▸ **Exercise goal**
Give the entries again, precisely as they were written.
+ + + +
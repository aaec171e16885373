//! Compression oracle: compressed lengths and Normalized Compression Distance.
//!
//! All lengths are sizes of a raw DEFLATE stream (via `flate2`, no zlib or
//! gzip framing) at a single level fixed for the lifetime of the oracle.
//! Framing bytes are constant per stream and would pull short-sequence
//! distances towards zero, so they are left out.
//!
//! Mixing levels or codecs within one run makes distances incomparable; the
//! level is part of the oracle value and the runner uses one oracle per run.

use flate2::write::DeflateEncoder;
use flate2::Compression;
use std::io::{self, Write};

use crate::constants::{DEFAULT_COMPRESSION_LEVEL, MAX_COMPRESSION_LEVEL};
use crate::error::{CanopyError, Result};
use crate::store::SequenceRecord;

/// Write sink that only counts bytes. The compressed stream is never stored.
#[derive(Default)]
struct ByteCounter {
    count: u64,
}

impl Write for ByteCounter {
    fn write(&mut self, buf: &[u8]) -> io::Result<usize> {
        self.count += buf.len() as u64;
        Ok(buf.len())
    }

    fn flush(&mut self) -> io::Result<()> {
        Ok(())
    }
}

/// Deterministic compressed-length measurement and NCD.
#[derive(Debug, Clone, Copy)]
pub struct NcdOracle {
    level: Compression,
}

impl Default for NcdOracle {
    fn default() -> Self {
        Self {
            level: Compression::new(DEFAULT_COMPRESSION_LEVEL),
        }
    }
}

impl NcdOracle {
    /// Create an oracle compressing at `level` (0-9).
    pub fn new(level: u32) -> Result<Self> {
        if level > MAX_COMPRESSION_LEVEL {
            return Err(CanopyError::config(format!(
                "compression level must be between 0 and {} (got {})",
                MAX_COMPRESSION_LEVEL, level
            )));
        }
        Ok(Self {
            level: Compression::new(level),
        })
    }

    pub fn level(&self) -> u32 {
        self.level.level()
    }

    /// Compressed length of `buffer` in bytes.
    ///
    /// An empty buffer has compressed length 0 by definition; the encoder is
    /// not consulted, so the framing overhead never leaks into distances.
    pub fn compressed_length(&self, buffer: &[u8]) -> Result<u64> {
        self.compress_parts(&[buffer])
    }

    /// NCD between two records:
    /// `(C(a‖b) - min(C(a), C(b))) / max(C(a), C(b))`.
    ///
    /// Individual lengths are taken from the records' memo (computed on first
    /// use). The concatenation is always compressed with the lower id first so
    /// that `distance(a, b) == distance(b, a)` exactly.
    pub fn distance(&self, a: &SequenceRecord, b: &SequenceRecord) -> Result<f64> {
        let ca = a.ensure_compressed(self)?;
        let cb = b.ensure_compressed(self)?;

        let (lo, hi) = (ca.min(cb), ca.max(cb));
        if hi == 0 {
            return Ok(0.0);
        }

        let (first, second) = if a.id() <= b.id() { (a, b) } else { (b, a) };
        let cab = self.compress_parts(&[first.raw(), second.raw()])?;

        Ok((cab as f64 - lo as f64) / hi as f64)
    }

    /// Compressed length of the concatenation of `parts`, streamed through a
    /// single encoder.
    fn compress_parts(&self, parts: &[&[u8]]) -> Result<u64> {
        if parts.iter().all(|p| p.is_empty()) {
            return Ok(0);
        }

        let mut encoder = DeflateEncoder::new(ByteCounter::default(), self.level);
        for part in parts {
            encoder
                .write_all(part)
                .map_err(|e| CanopyError::compression(format!("deflate write failed: {}", e)))?;
        }
        let counter = encoder
            .finish()
            .map_err(|e| CanopyError::compression(format!("deflate finish failed: {}", e)))?;
        Ok(counter.count)
    }
}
+ + + +
▸ **Response area**
repository aaec171e16885373
//! Compression oracle: compressed lengths and Normalized Compression Distance.
//!
//! All lengths are sizes of a raw DEFLATE stream (via `flate2`, no zlib or
//! gzip framing) at a single level fixed for the lifetime of the oracle.
//! Framing bytes are constant per stream and would pull short-sequence
//! distances towards zero, so they are left out.
//!
//! Mixing levels or codecs within one run makes distances incomparable; the
//! level is part of the oracle value and the runner uses one oracle per run.

use flate2::write::DeflateEncoder;
use flate2::Compression;
use std::io::{self, Write};

use crate::constants::{DEFAULT_COMPRESSION_LEVEL, MAX_COMPRESSION_LEVEL};
use crate::error::{CanopyError, Result};
use crate::store::SequenceRecord;

/// Write sink that only counts bytes. The compressed stream is never stored.
#[derive(Default)]
struct ByteCounter {
    count: u64,
}

impl Write for ByteCounter {
    fn write(&mut self, buf: &[u8]) -> io::Result<usize> {
        self.count += buf.len() as u64;
        Ok(buf.len())
    }

    fn flush(&mut self) -> io::Result<()> {
        Ok(())
    }
}

/// Deterministic compressed-length measurement and NCD.
#[derive(Debug, Clone, Copy)]
pub struct NcdOracle {
    level: Compression,
}

impl Default for NcdOracle {
    fn default() -> Self {
        Self {
            level: Compression::new(DEFAULT_COMPRESSION_LEVEL),
        }
    }
}

impl NcdOracle {
    /// Create an oracle compressing at `level` (0-9).
    pub fn new(level: u32) -> Result<Self> {
        if level > MAX_COMPRESSION_LEVEL {
            return Err(CanopyError::config(format!(
                "compression level must be between 0 and {} (got {})",
                MAX_COMPRESSION_LEVEL, level
            )));
        }
        Ok(Self {
            level: Compression::new(level),
        })
    }

    pub fn level(&self) -> u32 {
        self.level.level()
    }

    /// Compressed length of `buffer` in bytes.
    ///
    /// An empty buffer has compressed length 0 by definition; the encoder is
    /// not consulted, so the framing overhead never leaks into distances.
    pub fn compressed_length(&self, buffer: &[u8]) -> Result<u64> {
        self.compress_parts(&[buffer])
    }

    /// NCD between two records:
    /// `(C(a‖b) - min(C(a), C(b))) / max(C(a), C(b))`.
    ///
    /// Individual lengths are taken from the records' memo (computed on first
    /// use). The concatenation is always compressed with the lower id first so
    /// that `distance(a, b) == distance(b, a)` exactly.
    pub fn distance(&self, a: &SequenceRecord, b: &SequenceRecord) -> Result<f64> {
        let ca = a.ensure_compressed(self)?;
        let cb = b.ensure_compressed(self)?;

        let (lo, hi) = (ca.min(cb), ca.max(cb));
        if hi == 0 {
            return Ok(0.0);
        }

        let (first, second) = if a.id() <= b.id() { (a, b) } else { (b, a) };
        let cab = self.compress_parts(&[first.raw(), second.raw()])?;

        Ok((cab as f64 - lo as f64) / hi as f64)
    }

    /// Compressed length of the concatenation of `parts`, streamed through a
    /// single encoder.
    fn compress_parts(&self, parts: &[&[u8]]) -> Result<u64> {
        if parts.iter().all(|p| p.is_empty()) {
            return Ok(0);
        }

        let mut encoder = DeflateEncoder::new(ByteCounter::default(), self.level);
        for part in parts {
            encoder
                .write_all(part)
                .map_err(|e| CanopyError::compression(format!("deflate write failed: {}", e)))?;
        }
        let counter = encoder
            .finish()
            .map_err(|e| CanopyError::compression(format!("deflate finish failed: {}", e)))?;
        Ok(counter.count)
    }
}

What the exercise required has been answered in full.